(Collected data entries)
····················

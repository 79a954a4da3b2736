//! Telemetry report data model and normalization.
//!
//! Reporters send untrusted, platform-dependent payloads: optional fields,
//! malformed numbers, per-interface network arrays, byte-sized disk stats.
//! `RawReport` deserializes those leniently (a garbage value becomes NaN or
//! an empty string, never a deserialization failure for the whole report)
//! and `normalize` coerces them into the canonical shape the broadcast and
//! storage layers consume. Normalization never fails; the validator decides
//! afterwards whether the result is rogue.

use crate::units::{bytes_per_sec_to_mbps, bytes_to_gib, format_duration, round2, DurationParts};
use serde::{Deserialize, Serialize};
use std::collections::HashMap;

const GIB: f64 = 1024.0 * 1024.0 * 1024.0;

/// Platform tag, coerced to `Unknown` for anything but the three
/// exact strings reporters are allowed to send.
#[derive(Debug, Clone, Copy, PartialEq, Eq, Serialize, Deserialize)]
#[serde(rename_all = "lowercase")]
pub enum Platform {
    Linux,
    Win32,
    Darwin,
    Unknown,
}

impl Platform {
    pub fn from_raw(raw: Option<&str>) -> Self {
        match raw {
            Some("linux") => Platform::Linux,
            Some("win32") => Platform::Win32,
            Some("darwin") => Platform::Darwin,
            _ => Platform::Unknown,
        }
    }
}

/// Report as received from a reporter. Every field beyond `uuid` is
/// optional and none of them is trusted.
#[derive(Debug, Clone, Default, Deserialize)]
#[serde(default, rename_all = "camelCase")]
pub struct RawReport {
    #[serde(deserialize_with = "lenient::string")]
    pub uuid: Option<String>,
    #[serde(deserialize_with = "lenient::string")]
    pub hostname: Option<String>,
    #[serde(deserialize_with = "lenient::string")]
    pub platform: Option<String>,
    pub ram: Option<RawRam>,
    #[serde(deserialize_with = "lenient::number")]
    pub cpu: Option<f64>,
    pub network: Option<Vec<RawInterface>>,
    pub disks: Option<Vec<RawDisk>>,
    #[serde(deserialize_with = "lenient::number")]
    pub uptime: Option<f64>,
    #[serde(deserialize_with = "lenient::number")]
    pub reporter_uptime: Option<f64>,
    #[serde(deserialize_with = "lenient::number")]
    pub reporter_version: Option<f64>,
    #[serde(deserialize_with = "lenient::boolean")]
    pub is_virtual: Option<bool>,
    #[serde(deserialize_with = "lenient::number")]
    pub timestamp: Option<f64>,
}

#[derive(Debug, Clone, Default, Deserialize)]
#[serde(default)]
pub struct RawRam {
    #[serde(deserialize_with = "lenient::number")]
    pub total: Option<f64>,
    #[serde(deserialize_with = "lenient::number")]
    pub free: Option<f64>,
}

#[derive(Debug, Clone, Default, Deserialize)]
#[serde(default)]
pub struct RawInterface {
    #[serde(deserialize_with = "lenient::number")]
    pub tx_sec: Option<f64>,
    #[serde(deserialize_with = "lenient::number")]
    pub rx_sec: Option<f64>,
}

#[derive(Debug, Clone, Default, Deserialize)]
#[serde(default)]
pub struct RawDisk {
    #[serde(deserialize_with = "lenient::string")]
    pub fs: Option<String>,
    #[serde(rename = "type", deserialize_with = "lenient::string")]
    pub kind: Option<String>,
    #[serde(deserialize_with = "lenient::number")]
    pub size: Option<f64>,
    #[serde(deserialize_with = "lenient::number")]
    pub used: Option<f64>,
    #[serde(deserialize_with = "lenient::number")]
    pub available: Option<f64>,
    #[serde(rename = "use", deserialize_with = "lenient::number")]
    pub usage: Option<f64>,
    #[serde(deserialize_with = "lenient::string")]
    pub mount: Option<String>,
}

/// Canonical, trusted-shape report. Produced for *every* raw report; the
/// pipeline never drops input, only flags it with `rogue`.
#[derive(Debug, Clone, Serialize)]
#[serde(rename_all = "camelCase")]
pub struct CanonicalReport {
    pub uuid: String,
    pub hostname: String,
    pub platform: Platform,
    pub ram: RamStats,
    /// Integer percentage (truncated, not rounded).
    pub cpu: f64,
    pub network: NetworkStats,
    pub disks: Vec<DiskStats>,
    pub uptime: Uptime,
    pub reporter_uptime: f64,
    pub reporter_version: f64,
    pub is_virtual: Option<bool>,
    pub timestamp: f64,
    /// Last measured round-trip latency in ms, 0 when unknown.
    pub ping: f64,
    pub rogue: bool,
}

/// RAM in GiB, rounded to 2 decimals.
#[derive(Debug, Clone, Serialize)]
pub struct RamStats {
    pub total: f64,
    pub free: f64,
    pub used: f64,
}

/// Aggregate over all interfaces that reported both counters,
/// in megabits/sec.
#[derive(Debug, Clone, Serialize)]
#[serde(rename_all = "camelCase")]
pub struct NetworkStats {
    pub total_interfaces: usize,
    #[serde(rename = "TxSec")]
    pub tx_sec: f64,
    #[serde(rename = "RxSec")]
    pub rx_sec: f64,
}

#[derive(Debug, Clone, Serialize)]
pub struct DiskStats {
    pub fs: String,
    #[serde(rename = "type")]
    pub kind: String,
    pub size: f64,
    pub used: f64,
    pub available: f64,
    #[serde(rename = "use")]
    pub usage: f64,
    pub mount: String,
}

#[derive(Debug, Clone, Serialize)]
pub struct Uptime {
    pub pure: f64,
    #[serde(skip_serializing_if = "Option::is_none")]
    pub formatted: Option<DurationParts>,
}

/// Strip dashes from a producer-supplied machine identity.
pub fn strip_uuid(uuid: &str) -> String {
    uuid.replace('-', "")
}

/// Transform a raw report into the canonical shape. Pure, infallible:
/// garbage input yields NaN/empty fields that the validator flags later.
pub fn normalize(raw: RawReport, latency: &HashMap<String, f64>) -> CanonicalReport {
    let uuid = strip_uuid(&raw.uuid.unwrap_or_default());
    let hostname = raw.hostname.unwrap_or_default();
    let platform = Platform::from_raw(raw.platform.as_deref());

    let ram_raw = raw.ram.unwrap_or_default();
    let total_bytes = ram_raw.total.unwrap_or(f64::NAN);
    let free_bytes = ram_raw.free.unwrap_or(f64::NAN);
    // used must be derived from the byte values before total/free are
    // converted in place
    let ram = RamStats {
        used: round2((total_bytes - free_bytes) / GIB),
        total: bytes_to_gib(total_bytes),
        free: bytes_to_gib(free_bytes),
    };

    let cpu = raw.cpu.unwrap_or(f64::NAN).trunc();

    // interfaces missing either counter are dropped before aggregation
    let interfaces: Vec<(f64, f64)> = raw
        .network
        .unwrap_or_default()
        .into_iter()
        .filter_map(|i| Some((i.tx_sec?, i.rx_sec?)))
        .collect();
    let network = NetworkStats {
        total_interfaces: interfaces.len(),
        tx_sec: bytes_per_sec_to_mbps(interfaces.iter().map(|(tx, _)| tx).sum()),
        rx_sec: bytes_per_sec_to_mbps(interfaces.iter().map(|(_, rx)| rx).sum()),
    };

    let disks = raw
        .disks
        .unwrap_or_default()
        .into_iter()
        .map(|d| DiskStats {
            fs: d.fs.unwrap_or_default(),
            kind: d.kind.unwrap_or_default(),
            size: bytes_to_gib(d.size.unwrap_or(f64::NAN)),
            used: bytes_to_gib(d.used.unwrap_or(f64::NAN)),
            available: bytes_to_gib(d.available.unwrap_or(f64::NAN)),
            usage: d.usage.unwrap_or(f64::NAN),
            mount: d.mount.unwrap_or_default(),
        })
        .collect();

    let pure = raw.uptime.unwrap_or(f64::NAN);
    let uptime = Uptime { pure, formatted: format_duration(pure) };

    let ping = latency.get(&uuid).copied().unwrap_or(0.0);

    CanonicalReport {
        uuid,
        hostname,
        platform,
        ram,
        cpu,
        network,
        disks,
        uptime,
        reporter_uptime: raw.reporter_uptime.unwrap_or(f64::NAN),
        reporter_version: raw.reporter_version.unwrap_or(f64::NAN),
        is_virtual: raw.is_virtual,
        timestamp: raw.timestamp.unwrap_or(f64::NAN),
        ping,
        rogue: false,
    }
}

/// Deserialization helpers for untrusted reporter payloads. A field of the
/// wrong JSON type becomes NaN (numbers), a coerced string, or `None`
/// (booleans) instead of failing the whole envelope.
mod lenient {
    use serde::{Deserialize, Deserializer};
    use serde_json::Value;

    pub fn number<'de, D: Deserializer<'de>>(d: D) -> Result<Option<f64>, D::Error> {
        Ok(match Option::<Value>::deserialize(d)? {
            None | Some(Value::Null) => None,
            Some(Value::Number(n)) => Some(n.as_f64().unwrap_or(f64::NAN)),
            Some(Value::String(s)) => Some(s.trim().parse().unwrap_or(f64::NAN)),
            Some(_) => Some(f64::NAN),
        })
    }

    pub fn string<'de, D: Deserializer<'de>>(d: D) -> Result<Option<String>, D::Error> {
        Ok(match Option::<Value>::deserialize(d)? {
            None | Some(Value::Null) => None,
            Some(Value::String(s)) => Some(s),
            Some(Value::Number(n)) => Some(n.to_string()),
            Some(_) => None,
        })
    }

    pub fn boolean<'de, D: Deserializer<'de>>(d: D) -> Result<Option<bool>, D::Error> {
        Ok(match Option::<Value>::deserialize(d)? {
            Some(Value::Bool(b)) => Some(b),
            _ => None,
        })
    }
}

····················

▸ **Brief**: From the data above, copy every line where "RawReport" appears.

▸ **Answer to this task**:
//! `RawReport` deserializes those leniently (a garbage value becomes NaN or
pub struct RawReport {
pub fn normalize(raw: RawReport, latency: &HashMap<String, f64>) -> CanonicalReport {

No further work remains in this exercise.